# Glazed Sticky Buns with Pecans (Pic Heavy and Que View!)



## Misplaced Nebraskan (Apr 19, 2020)

​G'Morning Y'all!  I decided to play around yesterday and make something I haven't made in a looong time, like Home Ec Class in Middle School I think haha.  This current world situation has not been kind to my cholesterol and overall health   So I am always on a YouTube cooking binge and earmark some videos for later recreation.

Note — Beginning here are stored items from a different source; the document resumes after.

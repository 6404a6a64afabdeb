use serde::{Deserialize, Serialize};

/// Value stored in a mine cell.
pub const MINE: i8 = -1;

#[derive(Deserialize, Serialize, Clone, Copy, Debug, PartialEq, Eq, Hash, Default)]
pub struct Pos {
    pub x: usize,
    pub y: usize,
}

impl Pos {
    pub fn new(x: usize, y: usize) -> Self {
        Self { x, y }
    }
}

/// Hidden/marked properties of a cell, packed the same way they travel on the wire.
#[derive(Clone, Copy, Debug, PartialEq, Eq, Hash, Default)]
pub struct CellFlags(u8);

impl CellFlags {
    pub const HIDDEN: Self = Self(0b01);
    pub const MARKED: Self = Self(0b10);

    pub fn from_bits(bits: u8) -> Self {
        Self(bits)
    }

    pub fn bits(self) -> u8 {
        self.0
    }

    pub fn contains(self, other: Self) -> bool {
        self.0 & other.0 != 0
    }

    pub fn toggle(&mut self, other: Self) {
        self.0 ^= other.0;
    }

    pub fn insert(&mut self, other: Self) {
        self.0 |= other.0;
    }

    pub fn remove(&mut self, other: Self) {
        self.0 &= !other.0;
    }
}

/// One grid position: its neighbor count (or [`MINE`]) and its flags.
///
/// This is also the `MineElement` unit of the wire protocol.
#[derive(Clone, Copy, Debug, PartialEq, Eq, Hash)]
pub struct Cell {
    pub pos: Pos,
    pub flags: CellFlags,
    pub value: i8,
}

impl Cell {
    pub fn hidden(pos: Pos) -> Self {
        Self {
            pos,
            flags: CellFlags::HIDDEN,
            value: 0,
        }
    }

    pub fn is_hidden(&self) -> bool {
        self.flags.contains(CellFlags::HIDDEN)
    }

    pub fn is_marked(&self) -> bool {
        self.flags.contains(CellFlags::MARKED)
    }

    pub fn is_mine(&self) -> bool {
        self.value == MINE
    }

    pub fn toggle_mark(&mut self) {
        self.flags.toggle(CellFlags::MARKED);
    }

    pub fn reveal(&mut self) {
        self.flags.remove(CellFlags::HIDDEN);
    }
}

/// Fixed `width x height` grid of cells, stored row-major.
#[derive(Clone, Debug, Default)]
pub struct Board {
    width: usize,
    height: usize,
    cells: Vec<Cell>,
}

impl Board {
    pub fn new(width: usize, height: usize) -> Self {
        let cells = (0..height)
            .flat_map(|y| (0..width).map(move |x| Cell::hidden(Pos { x, y })))
            .collect();

        Self {
            width,
            height,
            cells,
        }
    }

    pub fn width(&self) -> usize {
        self.width
    }

    pub fn height(&self) -> usize {
        self.height
    }

    pub fn len(&self) -> usize {
        self.cells.len()
    }

    pub fn is_empty(&self) -> bool {
        self.cells.is_empty()
    }

    pub fn contains(&self, pos: Pos) -> bool {
        pos.x < self.width && pos.y < self.height
    }

    pub fn get(&self, pos: Pos) -> Option<&Cell> {
        if self.contains(pos) {
            self.cells.get(pos.x + pos.y * self.width)
        } else {
            None
        }
    }

    pub fn get_mut(&mut self, pos: Pos) -> Option<&mut Cell> {
        if self.contains(pos) {
            self.cells.get_mut(pos.x + pos.y * self.width)
        } else {
            None
        }
    }

    pub fn cells(&self) -> impl Iterator<Item = &Cell> {
        self.cells.iter()
    }

    pub fn cells_mut(&mut self) -> impl Iterator<Item = &mut Cell> {
        self.cells.iter_mut()
    }

    /// In-bounds positions around `pos`, excluding `pos` itself.
    pub fn neighbors(&self, pos: Pos) -> impl Iterator<Item = Pos> + use<> {
        let (width, height) = (self.width as i64, self.height as i64);
        let (x, y) = (pos.x as i64, pos.y as i64);

        (-1..=1i64)
            .flat_map(move |dy| (-1..=1i64).map(move |dx| (x + dx, y + dy)))
            .filter(move |&(nx, ny)| {
                (nx, ny) != (x, y) && nx >= 0 && ny >= 0 && nx < width && ny < height
            })
            .map(|(nx, ny)| Pos {
                x: nx as usize,
                y: ny as usize,
            })
    }

    /// Hide every cell and zero its value, keeping the dimensions.
    pub fn reset(&mut self) {
        for cell in &mut self.cells {
            *cell = Cell::hidden(cell.pos);
        }
    }
}

#[derive(Clone, Copy, Debug, PartialEq, Eq, Hash, Default)]
#[repr(u8)]
pub enum GameState {
    #[default]
    Undefined = 0,
    Waiting = 1,
    Start = 2,
    Running = 3,
    Lose = 4,
    Win = 5,
    End = 6,
    Loading = 7,
}

impl GameState {
    pub fn from_byte(byte: u8) -> Option<Self> {
        Some(match byte {
            0 => Self::Undefined,
            1 => Self::Waiting,
            2 => Self::Start,
            3 => Self::Running,
            4 => Self::Lose,
            5 => Self::Win,
            6 => Self::End,
            7 => Self::Loading,
            _ => return None,
        })
    }

    pub fn is_finished(self) -> bool {
        matches!(self, Self::Lose | Self::Win | Self::End)
    }
}

/// Pointer button that triggered a position action.
#[derive(Clone, Copy, Debug, PartialEq, Eq, Hash)]
#[repr(u8)]
pub enum ButtonKind {
    Primary = 1,
    Secondary = 2,
    Tertiary = 4,
}

impl ButtonKind {
    pub fn from_byte(byte: u8) -> Option<Self> {
        match byte {
            1 => Some(Self::Primary),
            2 => Some(Self::Secondary),
            4 => Some(Self::Tertiary),
            _ => None,
        }
    }
}

#[derive(Clone, Copy, Debug, Deserialize, Serialize, PartialEq, Eq)]
#[serde(default)]
pub struct GameParams {
    pub width: u16,
    pub height: u16,
    pub mines: u16,
}

impl Default for GameParams {
    fn default() -> Self {
        Self {
            width: 8,
            height: 12,
            mines: 12,
        }
    }
}

/// Snapshot of the connection roster, broadcast whenever it changes.
#[derive(Clone, Debug, Default, Deserialize, Serialize, PartialEq, Eq)]
pub struct ServerStatus {
    pub joined: u32,
    pub limit: u32,
    pub can_join: bool,
    pub player_names: Vec<String>,
}
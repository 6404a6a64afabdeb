use std::{
    sync::{
        Arc,
        atomic::{AtomicU64, Ordering},
    },
    time::Duration,
};

use tokio::sync::mpsc;
use tracing::{debug, info, instrument, warn};

use minesweeper_common::{
    engine::{Engine, EngineStatus},
    models::{ButtonKind, Cell, GameParams, GameState, Pos},
    pacing::PacedSender,
    protocol::{Frame, ServerMessage},
    session::{Session, SessionEvent},
};

/// Frames queued for the broadcaster.
#[derive(Debug)]
pub enum Outbound {
    Now(Vec<Frame>),
    /// Flood frames sent one at a time with `delay` between them while
    /// `epoch` is still the current round.
    Paced {
        epoch: u64,
        frames: Vec<Frame>,
        delay: Duration,
    },
}

/// Authoritative engine: resolves actions on the hosted session and turns
/// every outcome into frames for all peers.
pub struct ServerEngine {
    session: Session,
    animation: Duration,
    max_payload: usize,
    epoch: Arc<AtomicU64>,
    outbound: mpsc::UnboundedSender<Outbound>,
    remaining: Vec<Cell>,
}

impl ServerEngine {
    pub fn new(
        session: Session,
        max_payload: usize,
        epoch: Arc<AtomicU64>,
        outbound: mpsc::UnboundedSender<Outbound>,
    ) -> Self {
        epoch.store(session.epoch(), Ordering::SeqCst);
        Self {
            session,
            animation: Duration::ZERO,
            max_payload,
            epoch,
            outbound,
            remaining: Vec::new(),
        }
    }

    fn send(&self, message: ServerMessage) {
        let frames = message.encode(self.max_payload);
        if self.outbound.send(Outbound::Now(frames)).is_err() {
            warn!("Broadcaster stopped, dropping {:?}", message);
        }
    }

    fn publish_epoch(&self) {
        self.epoch.store(self.session.epoch(), Ordering::SeqCst);
    }

    /// Close a paced flood of round `epoch` once every frame went out.
    pub fn finish_loading(&mut self, epoch: u64) {
        if self.session.finish_loading(epoch) {
            debug!("Flood of round {} settled", epoch);
            self.send(ServerMessage::Progress {
                state: GameState::Running,
                marked: self.session.marked(),
                cells: Vec::new(),
            });
        }
    }

    pub fn session(&self) -> &Session {
        &self.session
    }

    fn flood(&mut self, cells: Vec<Cell>) {
        let marked = self.session.marked();

        if self.animation.is_zero() {
            self.send(ServerMessage::Progress {
                state: GameState::Running,
                marked,
                cells,
            });
            return;
        }

        let frames = cells
            .into_iter()
            .flat_map(|cell| {
                ServerMessage::Progress {
                    state: GameState::Loading,
                    marked,
                    cells: vec![cell],
                }
                .encode(self.max_payload)
            })
            .collect();
        let paced = Outbound::Paced {
            epoch: self.session.epoch(),
            frames,
            delay: self.animation,
        };
        if self.outbound.send(paced).is_err() {
            warn!("Broadcaster stopped, dropping flood");
        }
    }
}

impl Engine for ServerEngine {
    #[instrument(level = "trace", skip(self))]
    fn resize(&mut self, params: GameParams) {
        self.session.resize(params.width, params.height, params.mines);
        self.publish_epoch();
        self.remaining.clear();
        self.send(ServerMessage::Resize {
            state: GameState::Start,
            marked: self.session.marked(),
            width: params.width,
            height: params.height,
            mines: params.mines,
        });
    }

    #[instrument(level = "trace", skip(self))]
    fn restart(&mut self) {
        self.session.restart();
        self.publish_epoch();
        self.remaining.clear();
        self.send(ServerMessage::Restart {
            state: GameState::Start,
            marked: self.session.marked(),
        });
    }

    #[instrument(level = "trace", skip(self), fields(x = pos.x, y = pos.y))]
    fn on_position_action(&mut self, pos: Pos, button: ButtonKind) {
        for event in self.session.on_position_action(pos, button) {
            let marked = self.session.marked();
            match event {
                SessionEvent::Started {
                    width,
                    height,
                    max_mines,
                } => self.send(ServerMessage::Started {
                    width,
                    height,
                    max_mines,
                }),
                SessionEvent::MarkToggled(cell) => self.send(ServerMessage::Position {
                    state: GameState::Running,
                    marked,
                    cell,
                }),
                SessionEvent::Revealed(cell) => self.send(ServerMessage::Position {
                    state: GameState::Running,
                    marked,
                    cell,
                }),
                SessionEvent::Flooded(cells) => self.flood(cells),
                SessionEvent::Lost(cells) => {
                    info!("Round lost, exposing {} cells", cells.len());
                    self.remaining = cells.clone();
                    self.send(ServerMessage::EndOfGame {
                        state: GameState::Lose,
                        marked,
                        cells,
                    });
                }
                SessionEvent::Won(cells) => {
                    info!("Round won");
                    self.remaining = cells.clone();
                    self.send(ServerMessage::EndOfGame {
                        state: GameState::Win,
                        marked,
                        cells,
                    });
                }
            }
        }
    }

    fn remaining_mines(&mut self) -> Vec<Cell> {
        std::mem::take(&mut self.remaining)
    }

    fn set_animation_duration(&mut self, duration: Duration) {
        self.animation = duration;
        self.session.set_paced(!duration.is_zero());
    }

    fn set_channels(&mut self, _sender: PacedSender) {
        debug!("Server engine broadcasts to peers, ignoring renderer channel");
    }

    fn status(&self) -> EngineStatus {
        EngineStatus {
            width: self.session.width(),
            height: self.session.height(),
            max_mines: self.session.max_mines(),
            mines: self.session.planted(),
            marked: self.session.marked(),
            revealed: self.session.revealed(),
            state: self.session.state(),
        }
    }
}

#[cfg(test)]
mod tests {
    use minesweeper_common::protocol::{FrameType, MAX_FRAME_PAYLOAD};

    use super::*;

    fn engine(seed: u64) -> (ServerEngine, mpsc::UnboundedReceiver<Outbound>) {
        let (tx, rx) = mpsc::unbounded_channel();
        let engine = ServerEngine::new(
            Session::with_seed(seed),
            MAX_FRAME_PAYLOAD,
            Arc::new(AtomicU64::new(0)),
            tx,
        );
        (engine, rx)
    }

    fn decoded(outbound: Outbound) -> Vec<ServerMessage> {
        let frames = match outbound {
            Outbound::Now(frames) => frames,
            Outbound::Paced { frames, .. } => frames,
        };
        frames
            .iter()
            .map(|frame| ServerMessage::decode(frame).unwrap())
            .collect()
    }

    #[test]
    fn resize_announces_start_and_bumps_epoch() {
        let (mut engine, mut rx) = engine(1);

        engine.resize(GameParams {
            width: 9,
            height: 9,
            mines: 10,
        });

        assert_eq!(engine.epoch.load(Ordering::SeqCst), engine.session().epoch());
        assert_eq!(
            decoded(rx.try_recv().unwrap()),
            vec![ServerMessage::Resize {
                state: GameState::Start,
                marked: 0,
                width: 9,
                height: 9,
                mines: 10,
            }]
        );
    }

    #[test]
    fn instant_flood_is_one_running_batch_after_start() {
        let (mut engine, mut rx) = engine(2);
        engine.resize(GameParams {
            width: 3,
            height: 3,
            mines: 0,
        });
        rx.try_recv().unwrap();

        engine.on_position_action(Pos::new(1, 1), ButtonKind::Primary);

        assert!(matches!(
            decoded(rx.try_recv().unwrap())[..],
            [ServerMessage::Started {
                width: 3,
                height: 3,
                max_mines: 0
            }]
        ));
        let flood = decoded(rx.try_recv().unwrap());
        assert!(matches!(
            &flood[..],
            [ServerMessage::Progress { state: GameState::Running, cells, .. }] if cells.len() == 9
        ));
        let end = decoded(rx.try_recv().unwrap());
        assert!(matches!(
            &end[..],
            [ServerMessage::EndOfGame { state: GameState::Win, .. }]
        ));
    }

    #[test]
    fn animated_flood_is_paced_per_cell_and_settles() {
        let (mut engine, mut rx) = engine(3);
        engine.set_animation_duration(Duration::from_millis(5));
        engine.resize(GameParams {
            width: 30,
            height: 30,
            mines: 60,
        });
        rx.try_recv().unwrap();

        engine.on_position_action(Pos::new(0, 0), ButtonKind::Primary);
        rx.try_recv().unwrap();

        match rx.try_recv().unwrap() {
            Outbound::Paced {
                epoch,
                frames,
                delay,
            } => {
                assert_eq!(delay, Duration::from_millis(5));
                assert_eq!(frames.len() as u32, engine.session().revealed());
                assert!(frames.iter().all(|frame| frame.kind == FrameType::State
                    && frame.payload[0] == GameState::Loading as u8));

                if engine.session().state() == GameState::Loading {
                    engine.finish_loading(epoch);
                    assert_eq!(
                        decoded(rx.try_recv().unwrap()),
                        vec![ServerMessage::Progress {
                            state: GameState::Running,
                            marked: 0,
                            cells: Vec::new(),
                        }]
                    );
                }
            }
            Outbound::Now(frames) => {
                // The corner held a number, so there was nothing to pace.
                assert_eq!(frames[0].kind, FrameType::Position);
            }
        }
    }

    #[test]
    fn restart_clears_remaining_and_broadcasts() {
        let (mut engine, mut rx) = engine(4);
        engine.resize(GameParams::default());
        engine.on_position_action(Pos::new(0, 0), ButtonKind::Primary);
        while rx.try_recv().is_ok() {}

        engine.restart();

        assert!(engine.remaining_mines().is_empty());
        assert_eq!(
            decoded(rx.try_recv().unwrap()),
            vec![ServerMessage::Restart {
                state: GameState::Start,
                marked: 0,
            }]
        );
        assert_eq!(engine.status().state, GameState::Start);
    }
}
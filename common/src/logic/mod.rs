mod flood;
mod mines;

pub use flood::reveal_flood;
pub use mines::{count_adjacent_mines, plant_mines};
use futures_util::{SinkExt, StreamExt, stream::SplitStream};
use minesweeper_common::protocol::{ClientMessage, Frame};
use tokio::net::TcpStream;
use tokio::sync::{mpsc, oneshot};
use tokio::task::JoinHandle;
use tokio_tungstenite::{
    MaybeTlsStream, WebSocketStream, connect_async,
    tungstenite::{Message, client::IntoClientRequest, http::HeaderValue},
};
use tracing::{debug, info, warn};

use crate::Result;

type WsStream = WebSocketStream<MaybeTlsStream<TcpStream>>;
type WsReader = SplitStream<WsStream>;

/// Binary frame connection to a lobby
pub struct LobbySocket {
    sender: mpsc::UnboundedSender<Frame>,
    reader: WsReader,
    writer_task: JoinHandle<()>,
    stop_writer: oneshot::Sender<()>,
}

impl LobbySocket {
    /// Connect to the lobby socket, announcing `username` in the `User-Name` header
    pub async fn connect(url: &str, username: &str) -> Result<Self> {
        info!("Connecting to lobby socket: {} as {:?}", url, username);

        let mut request = url.into_client_request()?;
        request
            .headers_mut()
            .insert("User-Name", HeaderValue::from_str(username)?);

        let (ws_stream, _) = connect_async(request).await?;
        info!("Lobby socket connected");

        let (writer, reader) = ws_stream.split();
        let (sender, mut receiver) = mpsc::unbounded_channel::<Frame>();
        let (stop_writer, mut stopped) = oneshot::channel::<()>();

        // All outgoing frames go through one task so callers never share the sink.
        // It stops once every sender is gone or the socket goes away.
        let writer_task = tokio::spawn(async move {
            let mut writer = writer;
            loop {
                let frame = tokio::select! {
                    biased;
                    frame = receiver.recv() => frame,
                    _ = &mut stopped => None,
                };
                let Some(frame) = frame else {
                    break;
                };
                debug!("Sending {:?} frame ({} bytes)", frame.kind, frame.payload.len());
                if let Err(e) = writer.send(Message::Binary(frame.to_bytes().into())).await {
                    warn!("Failed to send frame: {}", e);
                    break;
                }
            }

            let _ = writer.close().await;
        });

        Ok(Self {
            sender,
            reader,
            writer_task,
            stop_writer,
        })
    }

    /// Get a cloneable sender for outgoing frames
    pub fn get_sender(&self) -> mpsc::UnboundedSender<Frame> {
        self.sender.clone()
    }

    pub fn send_message(&self, message: &ClientMessage) -> Result<()> {
        self.sender
            .send(message.encode())
            .map_err(|_| "Lobby socket sender closed")?;
        Ok(())
    }

    /// Receive the next frame, or `None` once the connection is closed
    pub async fn receive_frame(&mut self) -> Result<Option<Frame>> {
        while let Some(message) = self.reader.next().await {
            match message? {
                Message::Binary(bytes) => return Ok(Some(Frame::from_bytes(&bytes))),
                Message::Close(frame) => {
                    info!("Lobby socket closed: {:?}", frame);
                    return Ok(None);
                }
                other => debug!("Skipping non-binary message: {:?}", other),
            }
        }

        Ok(None)
    }

    /// Close the connection after flushing queued frames, even while
    /// clones of the sender are still alive.
    pub async fn close(self) -> Result<()> {
        drop(self.sender);
        let _ = self.stop_writer.send(());
        let _ = self.writer_task.await;

        Ok(())
    }
}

I went on a tangent of sticky buns and settled on a final recipe from Joshua Weissman (linked if interested).  I'll include all the pertinent info below.


Preparations:

Tangzhong (new to me and so worth it):

1.5 Tbsp (15g) All Purpose Flour​
1.5 Tbsp (20g) Milk​
1.5 Tbsp (20g) Water​
Dough:

2.5 Tsp (9g) Dry Active Yeast
1/2 Cup (120 ml) Warm Milk ~100°F
3 Cups (443g) All Purpose Flour
3 Tbsp (44g) Granulated Sugar
3/4 Tsp (2g) salt
2.5 Tbsp (55g) Water
2 Eggs Room Temp
3.5 Tbsp Unsalted Butter, Softened
Filling:

5 Tbsp (70g) Unsalted Butter, Melted
1/2 Cup (125g) Dark Brown Sugar (I used Light, all I had)
2.5 Tbsp (5g) Cinnamon
Pinch Allspice
Pinch Nutmeg (Freshly Grated Preferred)
Glaze:

1/2 Cup (115g) Unsalted Butter
1/2 Cup (115g) Brown Sugar
3 Tbsp (51g) Honey
1 1/4 Cups (140g) Toasted Pecans, Crushed
Directions:

Warm the Milk up to 100°F and add the Yeast.  Mix and set aside.
Make Tangzhong
Heat ingredients over low heat until a thick paste forms and set aside

Sift and Mix Dry Ingredients in Stand Mixer (or bowl and whisk)
Flour, Salt, Granulated Sugar

Add Milky Yeast and Water
Add Tangzhong
Mix on Med-Low to combine
One at a time, add each Egg and let fully incorporate
Let this mix for 5-6 mins, scraping sides occasionaly
Add Softened Butter 1 Tbsp at a time (3 times) and mix until incorporated
Let mix for 5 more minutes
If Dough is too wet, add a Tbsp of flour at a time until a dough ball forms (I ended up adding 1 Tbsp of flour)
If dough is too dry, add a Tbsp of water at a time until dough ball forms

Remove Dough Ball and Place in a buttered dish and cover with Damp Towel or Saran Wrap
Place in a warm spot (turned off oven) for 90 minutes to let rise.
Should at least double in size


Remove dough and place on a well floured surface and let rest for 10 mins covered by a damp towel
Make Glaze
Place Glaze ingredients in small pan and heat to combine (minus pecans) and set aside

Roll Dough out into a Rectangle around 20" long and maybe 12"-15" tall
Brush on 5 Tbsp of melted butter... yes... that's what he said and what I did!
Cover with Filling Mix side to side but leave a small gap at top and bottom edge for sealing
Roll up slowly into log
Cut log into 9 equal pieces
Generously Butter a 9"x9" pan
Pour Glaze into pan
Cover with Pecans
Arrange 9 rolls
Cover and let rise for 45 minutes
Preheat oven to 350°F
Bake for 30-35 mins
I checked at 30 mins and the tops were getting brown so I covered in foil
Bake til internal temp is 190°F-200°F
Hard to do toothpick test on this one


Remove and let cool in baking dish for 5-7 minutes (don't want the sugar to harden
Place a plate over the dish and flip over to reveal!
Let cool a few minutes and tear in!

Pics in Post 2... I may have reached some limits... haha

Final Thoughts:

These are not hard to make.  They just take some time for all the proofing.  I initially thought these would be a pain with the Tangzhong and steps but this was really easy to make and I highly recommend this recipe!  The buns are so incredibly soft and light.  The glaze is sweet and sticky. The crunch from the pecans round this out into a phenomenal experience!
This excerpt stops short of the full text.